# What to produce
Whenever "scaled" appears in a line, please copy that line from the data.

# Input for this task

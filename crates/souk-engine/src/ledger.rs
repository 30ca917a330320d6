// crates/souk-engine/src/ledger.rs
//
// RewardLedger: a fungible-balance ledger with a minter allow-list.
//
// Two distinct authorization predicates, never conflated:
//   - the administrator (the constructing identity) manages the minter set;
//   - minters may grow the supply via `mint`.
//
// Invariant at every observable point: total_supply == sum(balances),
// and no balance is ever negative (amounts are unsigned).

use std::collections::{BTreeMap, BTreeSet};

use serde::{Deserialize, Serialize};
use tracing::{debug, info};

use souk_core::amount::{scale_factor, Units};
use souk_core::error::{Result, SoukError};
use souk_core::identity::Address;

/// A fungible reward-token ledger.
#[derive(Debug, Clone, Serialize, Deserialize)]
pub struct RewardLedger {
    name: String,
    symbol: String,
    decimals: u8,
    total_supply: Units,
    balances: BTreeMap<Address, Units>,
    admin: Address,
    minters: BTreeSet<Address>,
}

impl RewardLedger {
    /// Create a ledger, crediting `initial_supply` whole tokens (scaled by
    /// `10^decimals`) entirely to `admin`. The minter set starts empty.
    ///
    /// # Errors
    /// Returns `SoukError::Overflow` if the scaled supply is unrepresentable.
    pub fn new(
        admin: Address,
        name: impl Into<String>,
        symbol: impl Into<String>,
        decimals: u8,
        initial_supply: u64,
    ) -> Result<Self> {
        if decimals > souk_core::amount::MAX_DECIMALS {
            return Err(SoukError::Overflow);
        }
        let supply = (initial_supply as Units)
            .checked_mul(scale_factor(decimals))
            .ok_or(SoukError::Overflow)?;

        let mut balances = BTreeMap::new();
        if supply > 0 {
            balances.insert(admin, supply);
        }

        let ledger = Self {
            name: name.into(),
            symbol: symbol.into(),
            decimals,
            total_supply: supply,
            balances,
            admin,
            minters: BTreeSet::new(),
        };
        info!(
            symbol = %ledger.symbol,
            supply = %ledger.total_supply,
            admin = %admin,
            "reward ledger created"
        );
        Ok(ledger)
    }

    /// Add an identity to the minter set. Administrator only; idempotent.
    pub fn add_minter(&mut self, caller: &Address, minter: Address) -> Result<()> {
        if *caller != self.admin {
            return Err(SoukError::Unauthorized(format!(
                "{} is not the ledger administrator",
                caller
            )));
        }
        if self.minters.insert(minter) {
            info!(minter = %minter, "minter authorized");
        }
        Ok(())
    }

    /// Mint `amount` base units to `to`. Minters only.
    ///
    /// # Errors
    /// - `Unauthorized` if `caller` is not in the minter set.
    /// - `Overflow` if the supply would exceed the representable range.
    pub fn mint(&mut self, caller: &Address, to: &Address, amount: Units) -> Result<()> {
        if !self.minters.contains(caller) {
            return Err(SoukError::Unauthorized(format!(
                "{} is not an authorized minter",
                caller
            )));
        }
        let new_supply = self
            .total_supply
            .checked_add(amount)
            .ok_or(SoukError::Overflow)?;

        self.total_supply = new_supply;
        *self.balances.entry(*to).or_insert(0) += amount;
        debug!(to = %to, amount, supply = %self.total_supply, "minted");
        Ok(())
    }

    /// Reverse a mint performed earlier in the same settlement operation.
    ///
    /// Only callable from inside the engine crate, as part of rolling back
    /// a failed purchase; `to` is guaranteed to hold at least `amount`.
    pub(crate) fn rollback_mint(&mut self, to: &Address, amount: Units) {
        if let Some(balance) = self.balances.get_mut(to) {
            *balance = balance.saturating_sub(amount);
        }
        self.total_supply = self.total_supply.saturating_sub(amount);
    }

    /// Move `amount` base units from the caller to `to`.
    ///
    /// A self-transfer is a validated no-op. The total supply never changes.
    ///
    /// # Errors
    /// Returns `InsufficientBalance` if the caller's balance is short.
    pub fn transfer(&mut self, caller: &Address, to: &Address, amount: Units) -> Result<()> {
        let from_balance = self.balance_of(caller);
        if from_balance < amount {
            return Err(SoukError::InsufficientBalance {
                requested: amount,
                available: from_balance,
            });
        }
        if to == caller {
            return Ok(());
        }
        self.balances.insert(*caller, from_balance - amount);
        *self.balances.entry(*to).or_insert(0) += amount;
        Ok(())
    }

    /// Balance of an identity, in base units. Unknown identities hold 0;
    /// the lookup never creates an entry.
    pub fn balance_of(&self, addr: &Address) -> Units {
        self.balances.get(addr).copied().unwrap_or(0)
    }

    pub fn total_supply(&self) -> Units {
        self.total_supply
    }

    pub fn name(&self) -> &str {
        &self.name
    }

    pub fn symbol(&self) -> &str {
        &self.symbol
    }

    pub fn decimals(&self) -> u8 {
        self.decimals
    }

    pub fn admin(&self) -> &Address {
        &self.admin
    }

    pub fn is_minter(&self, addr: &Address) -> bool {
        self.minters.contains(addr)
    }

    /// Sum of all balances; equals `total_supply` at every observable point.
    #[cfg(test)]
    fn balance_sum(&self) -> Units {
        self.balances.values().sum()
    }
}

==

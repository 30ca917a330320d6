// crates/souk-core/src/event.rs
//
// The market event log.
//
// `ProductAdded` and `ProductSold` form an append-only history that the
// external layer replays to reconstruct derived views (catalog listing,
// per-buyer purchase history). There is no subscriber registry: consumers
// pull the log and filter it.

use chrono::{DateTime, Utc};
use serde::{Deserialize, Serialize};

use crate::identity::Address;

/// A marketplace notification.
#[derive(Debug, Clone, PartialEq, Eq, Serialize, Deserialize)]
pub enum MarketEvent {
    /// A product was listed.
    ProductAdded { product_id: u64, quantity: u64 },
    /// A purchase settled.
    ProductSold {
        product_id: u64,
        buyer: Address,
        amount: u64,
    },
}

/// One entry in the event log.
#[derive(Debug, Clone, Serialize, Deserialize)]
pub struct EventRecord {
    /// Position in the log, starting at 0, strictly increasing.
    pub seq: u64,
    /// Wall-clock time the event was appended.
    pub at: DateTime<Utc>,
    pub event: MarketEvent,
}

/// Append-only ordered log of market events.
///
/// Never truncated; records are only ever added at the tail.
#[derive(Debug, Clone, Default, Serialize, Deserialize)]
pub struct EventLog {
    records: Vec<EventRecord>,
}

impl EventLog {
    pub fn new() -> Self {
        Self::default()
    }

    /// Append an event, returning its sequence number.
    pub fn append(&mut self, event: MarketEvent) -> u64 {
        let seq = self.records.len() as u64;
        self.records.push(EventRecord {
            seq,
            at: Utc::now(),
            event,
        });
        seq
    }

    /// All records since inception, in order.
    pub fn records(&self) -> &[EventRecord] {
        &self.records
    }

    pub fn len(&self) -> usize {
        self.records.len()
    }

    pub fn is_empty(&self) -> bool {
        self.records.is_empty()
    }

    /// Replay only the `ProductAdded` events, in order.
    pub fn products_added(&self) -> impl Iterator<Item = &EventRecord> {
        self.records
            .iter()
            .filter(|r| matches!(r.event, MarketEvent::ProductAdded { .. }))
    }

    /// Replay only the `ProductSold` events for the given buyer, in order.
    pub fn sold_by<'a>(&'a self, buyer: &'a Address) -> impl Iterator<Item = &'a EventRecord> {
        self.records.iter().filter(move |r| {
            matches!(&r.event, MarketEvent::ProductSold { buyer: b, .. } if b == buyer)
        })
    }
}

# Expected answer
    /// Create a ledger, crediting `initial_supply` whole tokens (scaled by
    /// Returns `SoukError::Overflow` if the scaled supply is unrepresentable.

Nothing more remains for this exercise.